■ Exercise data
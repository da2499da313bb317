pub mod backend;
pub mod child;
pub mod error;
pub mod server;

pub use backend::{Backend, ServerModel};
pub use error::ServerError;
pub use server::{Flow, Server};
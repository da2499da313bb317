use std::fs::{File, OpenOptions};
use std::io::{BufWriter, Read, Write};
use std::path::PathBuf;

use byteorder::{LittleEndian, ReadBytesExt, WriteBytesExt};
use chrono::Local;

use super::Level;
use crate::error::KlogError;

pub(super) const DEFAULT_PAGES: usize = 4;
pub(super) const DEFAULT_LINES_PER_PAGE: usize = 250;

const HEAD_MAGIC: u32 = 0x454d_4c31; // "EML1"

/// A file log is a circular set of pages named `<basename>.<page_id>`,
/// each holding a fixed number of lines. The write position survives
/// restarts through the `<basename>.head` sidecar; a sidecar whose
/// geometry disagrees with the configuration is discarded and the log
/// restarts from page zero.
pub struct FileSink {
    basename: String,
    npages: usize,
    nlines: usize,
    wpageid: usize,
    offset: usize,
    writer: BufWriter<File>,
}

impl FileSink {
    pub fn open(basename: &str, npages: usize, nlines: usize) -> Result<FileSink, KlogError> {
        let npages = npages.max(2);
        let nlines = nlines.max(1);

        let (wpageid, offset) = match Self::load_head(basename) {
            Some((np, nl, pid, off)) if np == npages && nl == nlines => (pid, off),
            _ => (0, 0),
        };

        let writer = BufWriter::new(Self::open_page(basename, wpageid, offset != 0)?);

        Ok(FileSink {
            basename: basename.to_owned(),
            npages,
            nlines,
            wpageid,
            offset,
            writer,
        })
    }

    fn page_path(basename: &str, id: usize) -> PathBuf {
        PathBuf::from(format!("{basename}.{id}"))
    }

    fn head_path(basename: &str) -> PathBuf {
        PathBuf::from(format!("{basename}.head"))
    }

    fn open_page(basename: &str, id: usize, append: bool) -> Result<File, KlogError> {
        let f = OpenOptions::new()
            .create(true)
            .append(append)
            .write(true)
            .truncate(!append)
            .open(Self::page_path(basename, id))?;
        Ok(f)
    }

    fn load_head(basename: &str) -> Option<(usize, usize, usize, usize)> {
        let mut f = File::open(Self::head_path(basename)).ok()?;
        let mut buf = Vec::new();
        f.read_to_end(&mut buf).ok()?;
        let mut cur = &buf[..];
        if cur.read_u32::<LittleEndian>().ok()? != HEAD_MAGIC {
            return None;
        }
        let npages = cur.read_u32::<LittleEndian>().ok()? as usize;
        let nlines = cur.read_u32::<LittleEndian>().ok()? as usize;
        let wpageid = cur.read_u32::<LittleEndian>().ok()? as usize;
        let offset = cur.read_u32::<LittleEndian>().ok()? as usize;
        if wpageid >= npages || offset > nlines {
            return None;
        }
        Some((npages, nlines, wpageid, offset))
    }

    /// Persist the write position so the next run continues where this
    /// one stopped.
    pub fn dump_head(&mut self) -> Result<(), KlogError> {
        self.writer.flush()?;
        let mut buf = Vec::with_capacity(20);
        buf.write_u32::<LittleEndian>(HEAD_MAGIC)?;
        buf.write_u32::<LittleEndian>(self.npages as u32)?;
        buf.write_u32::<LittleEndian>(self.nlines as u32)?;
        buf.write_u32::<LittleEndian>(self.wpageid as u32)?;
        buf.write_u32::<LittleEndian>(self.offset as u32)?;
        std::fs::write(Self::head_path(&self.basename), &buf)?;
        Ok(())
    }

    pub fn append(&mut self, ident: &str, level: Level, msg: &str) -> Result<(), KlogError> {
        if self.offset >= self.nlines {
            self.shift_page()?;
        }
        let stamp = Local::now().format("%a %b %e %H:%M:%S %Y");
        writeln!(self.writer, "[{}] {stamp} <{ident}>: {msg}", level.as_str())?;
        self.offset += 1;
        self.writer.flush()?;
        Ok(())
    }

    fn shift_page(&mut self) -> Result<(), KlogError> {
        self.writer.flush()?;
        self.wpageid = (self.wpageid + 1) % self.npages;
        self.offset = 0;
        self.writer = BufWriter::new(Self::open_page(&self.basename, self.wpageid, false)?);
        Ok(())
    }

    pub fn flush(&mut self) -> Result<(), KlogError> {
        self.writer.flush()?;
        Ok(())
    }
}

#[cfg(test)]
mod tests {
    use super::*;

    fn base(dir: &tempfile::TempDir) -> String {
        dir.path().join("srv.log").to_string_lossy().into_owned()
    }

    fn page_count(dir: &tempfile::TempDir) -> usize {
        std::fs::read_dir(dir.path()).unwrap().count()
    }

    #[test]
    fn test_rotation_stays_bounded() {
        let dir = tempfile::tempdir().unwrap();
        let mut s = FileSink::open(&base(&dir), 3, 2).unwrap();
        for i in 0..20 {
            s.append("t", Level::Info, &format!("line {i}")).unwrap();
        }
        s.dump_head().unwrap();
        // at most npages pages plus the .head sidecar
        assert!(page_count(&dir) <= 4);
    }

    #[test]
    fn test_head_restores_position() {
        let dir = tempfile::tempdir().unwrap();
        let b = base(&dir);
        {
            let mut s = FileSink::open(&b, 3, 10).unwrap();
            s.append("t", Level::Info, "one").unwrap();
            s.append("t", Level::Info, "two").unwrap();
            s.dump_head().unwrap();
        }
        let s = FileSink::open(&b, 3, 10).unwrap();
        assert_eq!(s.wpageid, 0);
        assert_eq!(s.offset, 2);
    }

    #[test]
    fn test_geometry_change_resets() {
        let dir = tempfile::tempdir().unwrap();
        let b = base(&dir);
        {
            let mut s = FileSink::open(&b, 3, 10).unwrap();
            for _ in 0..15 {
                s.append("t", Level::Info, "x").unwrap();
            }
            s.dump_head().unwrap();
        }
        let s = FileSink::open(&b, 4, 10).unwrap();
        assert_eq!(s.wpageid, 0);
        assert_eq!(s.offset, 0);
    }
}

■ Prompt
Collect the complete line wherever the string "backend" appears in the records.

■ Answer section
pub mod backend;
pub use backend::{Backend, ServerModel};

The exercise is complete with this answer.